By James Dornbrook
The Kansas City Business Journal Online
July 22, 2011
It may be 125 years old, but Kansas City-based Tension Corp. is far from stodgy or stale. Instead, it’s a leader in helping the envelope industry adapt to technological change.
“You have to be an innovator to survive, and Tension is one of the best innovators in our industry,” said Maynard Benjamin, president and CEO of the Envelope Manufacturers Association. “It’s a large, privately owned company, but it’s operated in a very entrepreneurial manner. I think that is the reason for Tension’s success. They are probably leading the industry’s shift into packaging.”
Formerly known as Tension Envelope Corp. , the company rebranded itself on July 13 to better reflect all the new markets the company developed. Tension now has three main subsidiaries that focus on envelope production, international business and packaging and automation.
Bogdan Wos, president of K.C. Envelope Co., said the dramatic change in the envelope industry is evident in the Kansas City area. Three competitors went out of business in the past year, leaving only Tension, K.C. Envelope and Priority Envelope Inc.
“It’s a smaller pie now, but there are less of us after that pie, not only in Kansas City, but nationwide as well,” Wos said. “The weak ones are dropping out. The ones who adapt the best remain.”
Tension still produces 12 billion envelopes annually, making it the third-largest envelope producer in the United States.

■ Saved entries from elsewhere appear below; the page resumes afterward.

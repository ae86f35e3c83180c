use crate::core::data::complex::Complex;
use crate::core::data::frame_size::FrameSize;
use crate::core::data::transform::Transform;

/// Secondary view used to pick `c`: always shows the fixed `[-2, 2]` window,
/// whatever the main viewport's pan and zoom.
#[derive(Debug, Clone, Copy, PartialEq)]
pub struct ControlPlane {
    size: FrameSize,
    transform: Transform,
}

impl ControlPlane {
    #[must_use]
    pub fn new(size: FrameSize) -> Self {
        Self {
            size,
            transform: Transform::for_frame(size),
        }
    }

    #[must_use]
    pub fn size(&self) -> FrameSize {
        self.size
    }

    #[must_use]
    pub fn map_to_pixel(&self, c: Complex) -> (f64, f64) {
        self.transform.to_pixel(c)
    }

    #[must_use]
    pub fn map_to_cartesian(&self, x: f64, y: f64) -> Complex {
        self.transform.from_pixel(x, y)
    }

    /// Pixel position of the plane origin, where the axes cross.
    #[must_use]
    pub fn origin(&self) -> (f64, f64) {
        self.map_to_pixel(Complex::new(0.0, 0.0))
    }

    /// Where the host draws the `c` label.
    #[must_use]
    pub fn label_anchor(&self, c: Complex) -> (f64, f64) {
        self.map_to_pixel(c)
    }
}

#[cfg(test)]
mod tests {
    use super::*;

    fn plane() -> ControlPlane {
        ControlPlane::new(FrameSize::new(200, 100).unwrap())
    }

    #[test]
    fn map_to_pixel_matches_fixed_window() {
        let plane = plane();

        assert_eq!(plane.map_to_pixel(Complex::new(-2.0, 2.0)), (0.0, 0.0));
        assert_eq!(plane.map_to_pixel(Complex::new(2.0, -2.0)), (200.0, 100.0));
        assert_eq!(plane.origin(), (100.0, 50.0));
    }

    #[test]
    fn map_to_cartesian_inverts_map_to_pixel() {
        let plane = plane();
        let c = Complex::new(0.3, 0.5);
        let (x, y) = plane.map_to_pixel(c);
        let back = plane.map_to_cartesian(x, y);

        assert!((back.real - c.real).abs() < 1e-12);
        assert!((back.imag - c.imag).abs() < 1e-12);
    }

    #[test]
    fn clicking_above_origin_gives_positive_imaginary_part() {
        let c = plane().map_to_cartesian(100.0, 25.0);

        assert_eq!(c, Complex::new(0.0, 1.0));
    }

    #[test]
    fn label_anchor_is_the_mapped_parameter() {
        let plane = plane();
        let c = Complex::new(-1.0, -1.0);

        assert_eq!(plane.label_anchor(c), (50.0, 75.0));
    }
}
//! Pixel format conversion helpers for presentation adapters.

/// Copies RGBA pixel data to packed RGB, dropping the alpha channel.
///
/// # Panics
/// Panics if `src` is not a multiple of 4 or if `dst.len()` is not
/// `src.len() / 4 * 3`.
pub fn copy_rgba_to_rgb(src: &[u8], dst: &mut [u8]) {
    assert!(
        src.len() % 4 == 0,
        "src length {} is not a multiple of 4",
        src.len()
    );
    let expected_dst_len = (src.len() / 4) * 3;
    assert_eq!(
        dst.len(),
        expected_dst_len,
        "dst length {} does not match expected {}",
        dst.len(),
        expected_dst_len
    );

    for (src_pixel, dst_pixel) in src.chunks_exact(4).zip(dst.chunks_exact_mut(3)) {
        dst_pixel.copy_from_slice(&src_pixel[..3]);
    }
}

#[must_use]
pub fn rgba_to_rgb(src: &[u8]) -> Vec<u8> {
    let mut dst = vec![0; (src.len() / 4) * 3];
    copy_rgba_to_rgb(&src[..dst.len() / 3 * 4], &mut dst);

    dst
}
use std::error::Error;
use std::path::Path;

use log::info;

use crate::controllers::cli::args::CliArgs;
use crate::controllers::ports::file_presenter::FilePresenterPort;
use crate::controllers::session::RenderSession;
use crate::core::data::pixel_buffer::PixelBuffer;

/// Renders one frame from command-line settings and hands it to a file
/// presenter.
pub struct CliRenderController<P: FilePresenterPort> {
    presenter: P,
    buffer: Option<PixelBuffer>,
}

impl<P: FilePresenterPort> CliRenderController<P> {
    pub fn new(presenter: P) -> Self {
        Self {
            presenter,
            buffer: None,
        }
    }

    pub fn generate(&mut self, args: &CliArgs) -> Result<(), Box<dyn Error>> {
        let config = args.config();
        let mut session = RenderSession::new(args.width, args.height, config)?;

        if let Some(factor) = args.zoom {
            let size = session.size();
            session.zoom(
                factor,
                f64::from(size.width()) / 2.0,
                f64::from(size.height()) / 2.0,
            )?;
        }
        if let Some((dx, dy)) = args.pan {
            session.pan(dx, dy)?;
        }

        info!(
            "rendering {}x{} julia set, {}, {} iterations max, {}",
            args.width,
            args.height,
            session.parameter().label(),
            config.max_iterations,
            config.strategy.display_name()
        );

        self.buffer = Some(session.render()?);

        Ok(())
    }

    #[must_use]
    pub fn buffer(&self) -> Option<&PixelBuffer> {
        self.buffer.as_ref()
    }

    /// Writes the last generated frame; does nothing before `generate`.
    pub fn write(&self, filepath: impl AsRef<Path>) -> std::io::Result<()> {
        if let Some(buffer) = &self.buffer {
            if let Some(parent) = filepath.as_ref().parent() {
                if !parent.as_os_str().is_empty() {
                    std::fs::create_dir_all(parent)?;
                }
            }

            self.presenter.present(buffer, &filepath)?;
            info!("wrote {}", filepath.as_ref().display());
        }

        Ok(())
    }
}

#[cfg(test)]
mod tests {
    use std::cell::RefCell;
    use std::path::PathBuf;

    use clap::Parser;

    use super::*;

    #[derive(Default)]
    struct RecordingPresenter {
        written: RefCell<Vec<(PathBuf, usize)>>,
    }

    impl FilePresenterPort for &RecordingPresenter {
        fn present(&self, buffer: &PixelBuffer, filepath: impl AsRef<Path>) -> std::io::Result<()> {
            self.written
                .borrow_mut()
                .push((filepath.as_ref().to_path_buf(), buffer.buffer_size()));

            Ok(())
        }
    }

    fn args(extra: &[&str]) -> CliArgs {
        let base = ["julia_explorer", "--width", "8", "--height", "4", "--max-iterations", "32"];

        CliArgs::try_parse_from(base.iter().chain(extra.iter())).unwrap()
    }

    #[test]
    fn write_before_generate_does_nothing() {
        let presenter = RecordingPresenter::default();
        let controller = CliRenderController::new(&presenter);

        controller.write("frame.ppm").unwrap();

        assert!(presenter.written.borrow().is_empty());
    }

    #[test]
    fn generate_then_write_presents_full_frame() {
        let presenter = RecordingPresenter::default();
        let mut controller = CliRenderController::new(&presenter);

        controller.generate(&args(&["--zoom", "0.5", "--pan", "1,1"])).unwrap();
        controller.write("frame.ppm").unwrap();

        assert_eq!(
            presenter.written.borrow().as_slice(),
            &[(PathBuf::from("frame.ppm"), 8 * 4 * 4)]
        );
    }

    #[test]
    fn generate_rejects_invalid_zoom() {
        let presenter = RecordingPresenter::default();
        let mut controller = CliRenderController::new(&presenter);

        assert!(controller.generate(&args(&["--zoom", "0"])).is_err());
        assert!(controller.buffer().is_none());
    }

    #[test]
    fn generate_rejects_zero_width() {
        let presenter = RecordingPresenter::default();
        let mut controller = CliRenderController::new(&presenter);
        let args = CliArgs::try_parse_from(["julia_explorer", "--width", "0"]).unwrap();

        assert!(controller.generate(&args).is_err());
    }
}
use std::error::Error;
use std::time::Instant;

use egui::Context;
use egui_winit::State as EguiWinitState;
use log::{error, warn};
use winit::event::{ElementState, MouseButton, MouseScrollDelta, WindowEvent};
use winit::event_loop::EventLoop;
use winit::window::Window;

use crate::controllers::session::RenderSession;
use crate::core::actions::render_frame::RenderStrategy;
use crate::core::data::frame_size::FrameSize;
use crate::core::fractals::julia::colour_mapping::kinds::JuliaColourMapKinds;
use crate::core::fractals::julia::julia_config::JuliaConfig;
use crate::core::parameter::animation::ANIMATION_INTERVAL;
use crate::core::parameter::control_plane::ControlPlane;
use crate::core::parameter::presets::JULIA_PRESETS;
use crate::input::gui::app::control_plane_view;
use crate::input::gui::app::panel_state::PanelState;
use crate::input::gui::app::ports::presenter::GuiPresenterPort;
use crate::input::viewport_input::{ViewportInput, wheel};

pub const CONTROL_PLANE_SIZE: u32 = 200;
const MAX_ITERATIONS_RANGE: std::ops::RangeInclusive<u32> = 10..=2000;

pub struct GuiApp<T: GuiPresenterPort> {
    presenter: T,
    session: RenderSession,
    input: ViewportInput,
    control_plane: ControlPlane,
    panel: PanelState,
    next_tick: Option<Instant>,
    pub scale_factor: f64,
    pub egui_ctx: Context,
    pub egui_state: EguiWinitState,
}

impl<T: GuiPresenterPort> GuiApp<T> {
    pub fn new(
        window: &'static Window,
        event_loop: &EventLoop<()>,
        presenter: T,
        config: JuliaConfig,
    ) -> Result<Self, Box<dyn Error>> {
        let size = window.inner_size();
        let scale_factor = window.scale_factor();
        let egui_ctx = Context::default();

        let egui_state = EguiWinitState::new(
            egui_ctx.clone(),
            egui_ctx.viewport_id(),
            event_loop,
            Some(scale_factor as f32),
            None, // max_texture_side, use default
        );

        Ok(Self {
            presenter,
            session: RenderSession::new(size.width.max(1), size.height.max(1), config)?,
            input: ViewportInput::default(),
            control_plane: ControlPlane::new(FrameSize::new(CONTROL_PLANE_SIZE, CONTROL_PLANE_SIZE)?),
            panel: PanelState::default(),
            next_tick: None,
            scale_factor,
            egui_ctx,
            egui_state,
        })
    }

    /// Forwards the event to egui first. Returns `(consumed, repaint)`.
    pub fn handle_window_event(&mut self, window: &Window, event: &WindowEvent) -> (bool, bool) {
        let response = self.egui_state.on_window_event(window, event);
        (response.consumed, response.repaint)
    }

    pub fn resize(&mut self, width: u32, height: u32) {
        if width == 0 || height == 0 {
            return;
        }

        if let Err(err) = self.presenter.resize(width, height) {
            error!("failed to resize framebuffer to {}x{}: {}", width, height, err);
            return;
        }
        if let Err(err) = self.session.resize(width, height) {
            error!("failed to resize session: {}", err);
        }
    }

    /// Pointer events on the fractal itself. Returns whether the view changed.
    pub fn handle_pointer_event(&mut self, event: &WindowEvent, egui_consumed: bool) -> bool {
        let command = match event {
            WindowEvent::MouseInput {
                state,
                button: MouseButton::Left,
                ..
            } => {
                match state {
                    ElementState::Pressed if !egui_consumed => self.input.press(),
                    ElementState::Pressed => {}
                    ElementState::Released => self.input.release(),
                }
                None
            }
            WindowEvent::CursorMoved { position, .. } => {
                self.input.cursor_moved(position.x, position.y)
            }
            WindowEvent::CursorLeft { .. } => {
                self.input.cursor_left();
                None
            }
            WindowEvent::MouseWheel { delta, .. } if !egui_consumed => {
                // winit reports scrolling up as positive
                let delta_y = match delta {
                    MouseScrollDelta::LineDelta(_, y) => -f64::from(*y),
                    MouseScrollDelta::PixelDelta(position) => -position.y,
                };

                self.input
                    .cursor()
                    .filter(|_| delta_y != 0.0)
                    .map(|(x, y)| wheel(delta_y, x, y))
            }
            _ => None,
        };

        let Some(command) = command else {
            return false;
        };

        match self.session.apply(command) {
            Ok(()) => true,
            Err(err) => {
                warn!("ignoring view change: {}", err);
                false
            }
        }
    }

    /// Advances the animation when its interval has elapsed. Returns the
    /// instant the event loop should wake next, if the animation is running.
    pub fn tick_animation(&mut self, now: Instant) -> Option<Instant> {
        if !self.session.parameter().is_animating() {
            self.next_tick = None;
            return None;
        }

        let due = *self.next_tick.get_or_insert(now + ANIMATION_INTERVAL);
        if now >= due {
            self.session.tick_animation();
            self.next_tick = Some(now + ANIMATION_INTERVAL);
        }

        self.next_tick
    }

    #[must_use]
    pub fn needs_render(&self) -> bool {
        self.session.is_dirty()
    }

    /// Renders a new fractal frame if anything changed since the last one.
    pub fn render_fractal_if_needed(&mut self) {
        if !self.session.take_dirty() {
            return;
        }

        let start = Instant::now();
        match self.session.render() {
            Ok(buffer) => {
                if self.presenter.present(&buffer) {
                    self.panel.record_render(start.elapsed());
                }
            }
            Err(err) => {
                error!("render failed: {}", err);
                self.panel.render_error = Some(err.to_string());
            }
        }
    }

    pub fn render(&mut self, egui_output: egui::FullOutput) -> Result<(), pixels::Error> {
        self.presenter.render(egui_output, &self.egui_ctx)
    }

    pub fn update_ui(&mut self, window: &Window) -> egui::FullOutput {
        let raw_input = self.egui_state.take_egui_input(window);
        let ctx = self.egui_ctx.clone();

        ctx.run(raw_input, |ctx| {
            egui::Window::new("Julia Explorer")
                .default_pos([10.0, 10.0])
                .resizable(false)
                .show(ctx, |ui| self.draw_panel(ui));
        })
    }

    fn draw_panel(&mut self, ui: &mut egui::Ui) {
        let label = self.session.parameter().label();
        ui.heading(&label);

        let c = self.session.parameter().c();
        if let Some(picked) = control_plane_view::show(ui, &self.control_plane, c, &label) {
            self.session.set_parameter(picked);
            self.panel.parameter_input = format!("{:.4},{:.4}", picked.real, picked.imag);
        }

        ui.horizontal(|ui| {
            let response = ui.text_edit_singleline(&mut self.panel.parameter_input);
            let submitted = response.lost_focus() && ui.input(|i| i.key_pressed(egui::Key::Enter));

            if submitted || ui.button("Set").clicked() {
                self.panel.apply_parameter_input(&mut self.session);
            }
        });
        if let Some(message) = &self.panel.parameter_error {
            ui.colored_label(egui::Color32::LIGHT_RED, message);
        }

        egui::ComboBox::from_id_source("julia_presets")
            .selected_text("Presets")
            .show_ui(ui, |ui| {
                for preset in JULIA_PRESETS {
                    if ui.selectable_label(c == preset.c, preset.name).clicked() {
                        self.session.set_parameter(preset.c);
                        self.panel.parameter_input = format!("{},{}", preset.c.real, preset.c.imag);
                    }
                }
            });

        let animate_label = if self.session.parameter().is_animating() {
            "Stop animation"
        } else {
            "Animate"
        };
        if ui.button(animate_label).clicked() {
            self.session.toggle_animation();
        }

        ui.separator();
        self.draw_settings(ui);

        ui.separator();
        if ui.button("Reset view").clicked() {
            self.session.reset_view();
        }

        let size = self.session.size();
        ui.label(format!("Window size: {}x{}", size.width(), size.height()));
        if let Some(duration) = self.panel.last_render {
            ui.label(format!("Last render: {} ms", duration.as_millis()));
        }
        if let Some(message) = &self.panel.render_error {
            ui.colored_label(egui::Color32::LIGHT_RED, message);
        }
    }

    fn draw_settings(&mut self, ui: &mut egui::Ui) {
        let mut config = self.session.config();

        ui.horizontal(|ui| {
            ui.label("Max iterations:");
            ui.add(egui::Slider::new(&mut config.max_iterations, MAX_ITERATIONS_RANGE));
        });

        ui.horizontal(|ui| {
            ui.label("Colour map:");
            egui::ComboBox::from_id_source("julia_colour_map")
                .selected_text(config.colour_map_kind.display_name())
                .show_ui(ui, |ui| {
                    for &kind in JuliaColourMapKinds::ALL {
                        ui.selectable_value(&mut config.colour_map_kind, kind, kind.display_name());
                    }
                });
        });

        ui.horizontal(|ui| {
            ui.label("Strategy:");
            for &strategy in RenderStrategy::ALL {
                ui.selectable_value(&mut config.strategy, strategy, strategy.display_name());
            }
        });

        if ui.button("Reset detail").clicked() {
            config.reset_detail();
        }

        if let Err(err) = self.session.set_config(config) {
            warn!("ignoring settings change: {}", err);
        }
    }
}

However, it is adapting to a declining market for mailed envelopes by focusing on producing non-mailed envelopes and offering packaging solutions.
“We have the envelope side, making all different types of shapes and sizes to carry pieces of paper,” Tension COO Bob Broadbear said. “Then we started diversifying into doing packaging envelopes for non-mailables, like CD sleeves, gift card envelopes and things like that. From there, we started calling on order-fulfillment companies and started doing some large envelopes to help their mail-order business. That evolved into working on solutions to help these customers with packaging.”
Basically, instead of trying to beat the Internet’s effect on its business, Tension joined it. The company, which had revenue of $185 million last year, started designing and installing manufacturing equipment that could help fill orders for items that companies such as Land’s End, American Eagle and Kohl’s sold online.
“The system processes your order, puts product into a bag, prints your name and address on a shipping label, places the label on the outside of the bag, sorts all the orders and sends them on their way to the mail,” said Ken Myers, director of packaging and automation at Tension. “We started doing items like herbs and vitamins and selling packaging machines. About five years ago, we moved from there into mail-order prescriptions.”
Tension formed an exclusive partnership with Mission-based ScriptPro, providing the company’s pill-counting robots to mail-order prescription providers.
Just designing solutions and selling equipment wasn’t enough, though. Tension officials also wanted to manufacture products. So in January, it acquired packaging equipment manufacturer Maverick Enterprises Inc. of Longmont, Colo., for an undisclosed amount.
“We’re moving in a new direction now,” Myers said. “We’re staffing up to have our own engineers, software designers and such. Maverick helped us there and gave us a production facility where we can manufacture automated fulfillment equipment.”
Eric Roberson, warehouse manager for California-based women’s athletic apparel provider Title Nine, said Tension’s equipment increased production and reduced costs dramatically.
“The new bagger we bought from them helped our productivity tremendously,” Roberson said. “We were doing about 40 packages an hour, hand-packed. Now, we’re doing about 300 packages an hour. We were able to reduce staffing in certain areas and save about $100,000 a year, which is huge for a small company like ours.”